Nomadland – e a vertigem do desejo

Nomadland – e a vertigem do desejo

Nomadland, com a sempre ótima Frances McDormand, é desses filmes necessários. Necessário de ser visto, de se ter sobre ele alguma reflexão. Que flerte com a sensibilidade da obra que fala do particular para dizer de todos nós. Lento – como a apreciação e absorção de coisas mais relevantes quase sempre exige. De uma melancolia que pede – e leva a –movimento, deslocamento. Estradas, país afora; continentes internos por desbravar.

As reações a ele não tardaram. Estreou em setembro de 2020 no Festival de Cinema de Veneza, e lá levou o Leão de Ouro . Também ganhou o People’s Choice Award no Festival Internacional de Cinema de Toronto e dois troféus no Globo de Ouro (Melhor Filme de Drama e, para a sino-americana Chloé Zhao, Melhor Direção). Baseado no livro de Jessica Bruder (Nomadland: sobrevivendo à América no século XXI, 2017), é regido pelas lentes de Zhao e o olhar do diretor de fotografia Joshua James Richards, em um mergulho no estilo nômade, maneira de viver que tem feito adeptos nos EUA e entre nós também.

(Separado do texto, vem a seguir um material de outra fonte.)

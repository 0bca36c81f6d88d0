//! Narrow-phase collision tests between discs and line segments
//!
//! Pure predicates: disc vs disc, disc vs segment at an instant, and disc vs
//! segment swept along a path. The swept test is what keeps fast bodies
//! from tunneling through thin walls.

use glam::Vec2;

use super::wall::Segment;
use crate::consts::SWEEP_STEP_FRACTION;

/// Bisection passes used to tighten a swept contact
const REFINE_ITERATIONS: u32 = 8;

/// Below this squared distance two points are considered coincident
const COINCIDENT_SQ: f32 = 1e-12;

/// Result of a collision check
#[derive(Debug, Clone, Copy, PartialEq)]
pub struct Contact {
    /// Whether a collision occurred
    pub hit: bool,
    /// Fraction along the swept path where contact starts (0 for instantaneous tests)
    pub fraction: f32,
    /// Closest point on the obstacle
    pub point: Vec2,
    /// Disc centre at the moment of contact
    pub position: Vec2,
    /// Unit normal pointing from the obstacle toward the disc
    pub normal: Vec2,
    /// Overlap depth at the moment of contact
    pub penetration: f32,
}

impl Contact {
    pub fn miss() -> Self {
        Self {
            hit: false,
            fraction: 1.0,
            point: Vec2::ZERO,
            position: Vec2::ZERO,
            normal: Vec2::ZERO,
            penetration: 0.0,
        }
    }
}

/// True iff the centre distance is less than the sum of the radii
#[inline]
pub fn circles_overlap(a: Vec2, a_radius: f32, b: Vec2, b_radius: f32) -> bool {
    let reach = a_radius + b_radius;
    a.distance_squared(b) < reach * reach
}

/// Closest point on a segment to `p`
///
/// Degenerate segments collapse to their start point.
pub fn closest_point_on_segment(p: Vec2, segment: &Segment) -> Vec2 {
    if segment.is_degenerate() {
        return segment.start;
    }
    let line = segment.direction();
    let t = ((p - segment.start).dot(line) / segment.length_squared()).clamp(0.0, 1.0);
    segment.start + line * t
}

/// Unit normal from the wall toward a disc centre
///
/// If the centre sits exactly on the segment, the segment's perpendicular
/// is used; if the segment is also degenerate, +X.
pub fn wall_normal(center: Vec2, segment: &Segment) -> Vec2 {
    let closest = closest_point_on_segment(center, segment);
    let away = center - closest;
    if away.length_squared() > COINCIDENT_SQ {
        return away.normalize();
    }
    if segment.is_degenerate() {
        return Vec2::X;
    }
    segment.direction().perp().normalize()
}

/// Instantaneous disc vs segment test
pub fn disc_segment_contact(center: Vec2, radius: f32, segment: &Segment) -> Contact {
    let closest = closest_point_on_segment(center, segment);
    let dist = center.distance(closest);
    if dist >= radius {
        return Contact::miss();
    }
    Contact {
        hit: true,
        fraction: 0.0,
        point: closest,
        position: center,
        normal: wall_normal(center, segment),
        penetration: radius - dist,
    }
}

/// Swept disc vs segment test with the default sub-step size
pub fn swept_disc_segment(start: Vec2, end: Vec2, radius: f32, segment: &Segment) -> Contact {
    swept_disc_segment_with_step(start, end, radius, segment, SWEEP_STEP_FRACTION)
}

/// Swept disc vs segment test
///
/// The path is cut into samples no further apart than `radius * step_fraction`,
/// so no sub-step can skip over a segment thinner than the disc. Samples are
/// tested in order and the first overlap wins; a disc already overlapping at
/// `start` reports fraction 0. The first hit is then tightened by bisection
/// against the last clear sample.
///
/// A wall end that only grazes the path can fall between two samples, so a
/// clean sweep is confirmed against the point of closest approach.
pub fn swept_disc_segment_with_step(
    start: Vec2,
    end: Vec2,
    radius: f32,
    segment: &Segment,
    step_fraction: f32,
) -> Contact {
    let movement = end - start;
    let distance = movement.length();

    if !(distance > 1e-5) {
        return disc_segment_contact(start, radius, segment);
    }

    let max_step = (radius * step_fraction).max(1e-3);
    // Cap the sample count; a non-finite distance falls through to the cap
    let steps = ((distance / max_step) as usize).saturating_add(1).min(1 << 20);

    let mut last_clear = 0.0;
    for i in 0..=steps {
        let t = i as f32 / steps as f32;
        let contact = disc_segment_contact(start + movement * t, radius, segment);
        if contact.hit {
            if i == 0 {
                return contact;
            }
            return refine(start, movement, radius, segment, last_clear, t, contact);
        }
        last_clear = t;
    }

    let closest = closest_approach_fraction(start, movement, segment);
    let contact = disc_segment_contact(start + movement * closest, radius, segment);
    if contact.hit {
        // The overlap lies strictly between two samples
        let clear = (closest * steps as f32).floor() / steps as f32;
        return refine(start, movement, radius, segment, clear, closest, contact);
    }

    Contact::miss()
}

/// Fraction along `start + movement * s` closest to the segment
///
/// Closest points between two segments; the path must not be degenerate.
fn closest_approach_fraction(start: Vec2, movement: Vec2, segment: &Segment) -> f32 {
    let wall = segment.direction();
    let offset = start - segment.start;
    let a = movement.length_squared();
    let e = wall.length_squared();
    let c = movement.dot(offset);

    if e <= COINCIDENT_SQ {
        return (-c / a).clamp(0.0, 1.0);
    }

    let b = movement.dot(wall);
    let f = wall.dot(offset);
    let denom = a * e - b * b;
    // Parallel: any point works as a start, the wall clamp below fixes it up
    let s = if denom > COINCIDENT_SQ {
        ((b * f - c * e) / denom).clamp(0.0, 1.0)
    } else {
        0.0
    };

    let t = (b * s + f) / e;
    if t < 0.0 {
        (-c / a).clamp(0.0, 1.0)
    } else if t > 1.0 {
        ((b - c) / a).clamp(0.0, 1.0)
    } else {
        s
    }
}

/// Bisect between a clear fraction and a hit fraction, keeping the hit side
fn refine(
    start: Vec2,
    movement: Vec2,
    radius: f32,
    segment: &Segment,
    mut clear: f32,
    mut hit_t: f32,
    mut hit: Contact,
) -> Contact {
    for _ in 0..REFINE_ITERATIONS {
        let mid = (clear + hit_t) * 0.5;
        let contact = disc_segment_contact(start + movement * mid, radius, segment);
        if contact.hit {
            hit_t = mid;
            hit = contact;
        } else {
            clear = mid;
        }
    }
    hit.fraction = hit_t;
    hit
}

/// Check if a disc has left the arena rectangle `[0, size]`
///
/// Returns the inward normal of the first violated edge and the overlap depth.
pub fn disc_bounds_contact(center: Vec2, radius: f32, size: Vec2) -> Option<(Vec2, f32)> {
    if center.x < radius {
        Some((Vec2::X, radius - center.x))
    } else if center.x > size.x - radius {
        Some((Vec2::NEG_X, center.x - (size.x - radius)))
    } else if center.y < radius {
        Some((Vec2::Y, radius - center.y))
    } else if center.y > size.y - radius {
        Some((Vec2::NEG_Y, center.y - (size.y - radius)))
    } else {
        None
    }
}

#[cfg(test)]
mod tests {
    use super::*;

    fn seg(x1: f32, y1: f32, x2: f32, y2: f32) -> Segment {
        Segment::new(Vec2::new(x1, y1), Vec2::new(x2, y2))
    }

    #[test]
    fn test_circles_overlap() {
        assert!(circles_overlap(Vec2::ZERO, 5.0, Vec2::new(9.0, 0.0), 5.0));
        // Touching is not overlapping
        assert!(!circles_overlap(Vec2::ZERO, 5.0, Vec2::new(10.0, 0.0), 5.0));
        assert!(!circles_overlap(Vec2::ZERO, 1.0, Vec2::new(0.0, 30.0), 2.0));
    }

    #[test]
    fn test_closest_point_clamps_to_ends() {
        let wall = seg(0.0, 0.0, 10.0, 0.0);
        assert_eq!(closest_point_on_segment(Vec2::new(5.0, 3.0), &wall), Vec2::new(5.0, 0.0));
        assert_eq!(closest_point_on_segment(Vec2::new(-4.0, 3.0), &wall), Vec2::ZERO);
        assert_eq!(closest_point_on_segment(Vec2::new(14.0, -3.0), &wall), Vec2::new(10.0, 0.0));
    }

    #[test]
    fn test_degenerate_segment_is_a_point() {
        let point = seg(3.0, 3.0, 3.0, 3.0);
        assert_eq!(closest_point_on_segment(Vec2::new(10.0, 10.0), &point), Vec2::new(3.0, 3.0));

        let contact = disc_segment_contact(Vec2::new(5.0, 3.0), 3.0, &point);
        assert!(contact.hit);
        assert!((contact.normal - Vec2::X).length() < 0.0001);
        assert!((contact.penetration - 1.0).abs() < 0.0001);

        // Centre exactly on the point still yields a unit normal
        let contact = disc_segment_contact(Vec2::new(3.0, 3.0), 3.0, &point);
        assert!(contact.hit);
        assert!((contact.normal.length() - 1.0).abs() < 0.0001);
    }

    #[test]
    fn test_wall_normal_points_at_disc() {
        let wall = seg(0.0, 0.0, 10.0, 0.0);
        let n = wall_normal(Vec2::new(5.0, -4.0), &wall);
        assert!((n - Vec2::NEG_Y).length() < 0.0001);

        // Centre on the wall: perpendicular
        let n = wall_normal(Vec2::new(5.0, 0.0), &wall);
        assert!(n.dot(wall.direction()).abs() < 0.0001);
        assert!((n.length() - 1.0).abs() < 0.0001);
    }

    #[test]
    fn test_instantaneous_overlap_at_existing_penetration() {
        // Disc at (150,100) sitting on a vertical wall
        let wall = seg(150.0, 90.0, 150.0, 110.0);
        let contact = disc_segment_contact(Vec2::new(150.0, 100.0), 6.0, &wall);
        assert!(contact.hit);
        assert!((contact.penetration - 6.0).abs() < 0.0001);
        assert!((contact.normal.length() - 1.0).abs() < 0.0001);
    }

    #[test]
    fn test_swept_high_speed_hits_thin_wall() {
        let wall = seg(50.0, -1.0, 50.0, 1.0);
        let contact = swept_disc_segment(Vec2::ZERO, Vec2::new(100.0, 0.0), 5.0, &wall);
        assert!(contact.hit);
        assert!(contact.fraction > 0.0 && contact.fraction < 1.0);
        assert!((contact.point.x - 50.0).abs() < 0.001);
        // Refined to first touch: centre about one radius before the wall
        assert!((contact.position.x - 45.0).abs() < 0.5);
        assert!(contact.normal.x < 0.0);
    }

    #[test]
    fn test_endpoint_only_check_would_miss() {
        let wall = seg(50.0, -1.0, 50.0, 1.0);
        let start = Vec2::ZERO;
        let end = Vec2::new(100.0, 0.0);
        assert!(!disc_segment_contact(start, 5.0, &wall).hit);
        assert!(!disc_segment_contact(end, 5.0, &wall).hit);
        assert!(swept_disc_segment(start, end, 5.0, &wall).hit);
    }

    #[test]
    fn test_swept_grazing_wall_end_between_samples() {
        // Wall tip sits 4.9 from the path of a radius 5 disc; the samples
        // either side of x = 50 are both just out of reach
        let wall = seg(50.0, 4.9, 50.0, 20.0);
        let contact = swept_disc_segment(Vec2::ZERO, Vec2::new(100.0, 0.0), 5.0, &wall);
        assert!(contact.hit);
        assert!(contact.fraction > 0.0 && contact.fraction < 1.0);
        assert!((contact.point - Vec2::new(50.0, 4.9)).length() < 0.001);
        assert!(contact.position.x <= 50.0 + 0.001);
        assert!(contact.position.distance(contact.point) < 5.0);
        assert!(contact.normal.y < 0.0);
    }

    #[test]
    fn test_closest_approach_fraction() {
        let movement = Vec2::new(100.0, 0.0);
        let wall = seg(50.0, 4.9, 50.0, 20.0);
        assert!((closest_approach_fraction(Vec2::ZERO, movement, &wall) - 0.5).abs() < 0.0001);

        // Wall beyond the end of the path
        let wall = seg(130.0, 2.0, 140.0, 8.0);
        assert_eq!(closest_approach_fraction(Vec2::ZERO, movement, &wall), 1.0);

        // Degenerate wall
        let point = seg(25.0, 3.0, 25.0, 3.0);
        assert!((closest_approach_fraction(Vec2::ZERO, movement, &point) - 0.25).abs() < 0.0001);
    }

    #[test]
    fn test_swept_no_movement() {
        let wall = seg(10.0, -1.0, 10.0, 1.0);
        let contact = swept_disc_segment(Vec2::ZERO, Vec2::ZERO, 5.0, &wall);
        assert!(!contact.hit);
    }

    #[test]
    fn test_swept_misses_wall_off_path() {
        let wall = seg(5.0, 10.0, 5.0, 12.0);
        assert!(!swept_disc_segment(Vec2::ZERO, Vec2::new(10.0, 0.0), 2.0, &wall).hit);
    }

    #[test]
    fn test_swept_parallel_to_wall() {
        let wall = seg(0.0, 5.0, 10.0, 5.0);
        assert!(!swept_disc_segment(Vec2::ZERO, Vec2::new(10.0, 0.0), 2.0, &wall).hit);
    }

    #[test]
    fn test_swept_starting_inside_reports_fraction_zero() {
        let wall = seg(0.0, -10.0, 0.0, 10.0);
        let contact = swept_disc_segment(Vec2::new(1.0, 0.0), Vec2::new(60.0, 0.0), 5.0, &wall);
        assert!(contact.hit);
        assert_eq!(contact.fraction, 0.0);
        assert_eq!(contact.position, Vec2::new(1.0, 0.0));
    }

    #[test]
    fn test_bounds_contact() {
        let size = Vec2::new(100.0, 50.0);
        assert!(disc_bounds_contact(Vec2::new(50.0, 25.0), 5.0, size).is_none());

        let (n, depth) = disc_bounds_contact(Vec2::new(2.0, 25.0), 5.0, size).expect("left edge");
        assert_eq!(n, Vec2::X);
        assert!((depth - 3.0).abs() < 0.0001);

        let (n, _) = disc_bounds_contact(Vec2::new(50.0, 48.0), 5.0, size).expect("bottom edge");
        assert_eq!(n, Vec2::NEG_Y);
    }
}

Como pano de fundo a grande recessão de 2007-2009 nos EUA, com o estouro da bolha imobiliária local. Fern, a personagem de Frances McDormand, passa por esse colapso econômico em uma área industrial no interior de Nevada. Viúva, e tendo sido fechada a fábrica que sustentava a cidade, ela acaba partindo da decadente Empire. Põe suas coisas em uma van e ruma, nômade em tempos modernos, para fora da sociedade dominante.

Nômade é aquele sem casa ou que não se fixa muito tempo num lugar. Fern se define como “sem casa”, não como “sem teto”. Meu teto apenas não está sempre num mesmo lugar, parece dizer. Uma marca original nômade –dos criadores de animais desapegados da agricultura, que os fixaria à terra –é a desconsideração a fronteiras nacionais na busca por melhores pastagens. O nômade contemporâneo talvez esteja rompendo outro tipo de fronteiras.

A parecença do nome da personagem de Frances McDormand (Fern) e o nome igual da pessoa vivida pelo ator David Strathairn (David) nada têm de acaso. É um recurso para que os dois, mais que interpretar suas personagens, se fundem a elas. Os demais participantes, como Linda May, Swankie e Bob Wells, não são atores profissionais, mas nômades na vida real, e que imaginavam que Fern e David de fato também o fossem. Daí a curiosa particularidade desse filme: a realidade, ao representar a si, projeta-se ficcional via o documental. Com atuações dirigidas para dentro, sem maiores explosões ou externalidades, mas precisas, sensíveis e meticulosas.

Com longos planos e poucos diálogos, os enquadramentos, a luz, os silêncios e, muito especialmente, o flanar se fazem potentes. Em Nomadland a vitimação não é opção. Nem sob justificativa dos efeitos nocivos do governo, nem da sociedade, tampouco dos percalços da vida. Oportunidades de reintegração ao sistema até se apresentam. Mas há algo para além do mero estado de deriva, comum em situações easy rider. É algo da ordem do desejo trazido à tela.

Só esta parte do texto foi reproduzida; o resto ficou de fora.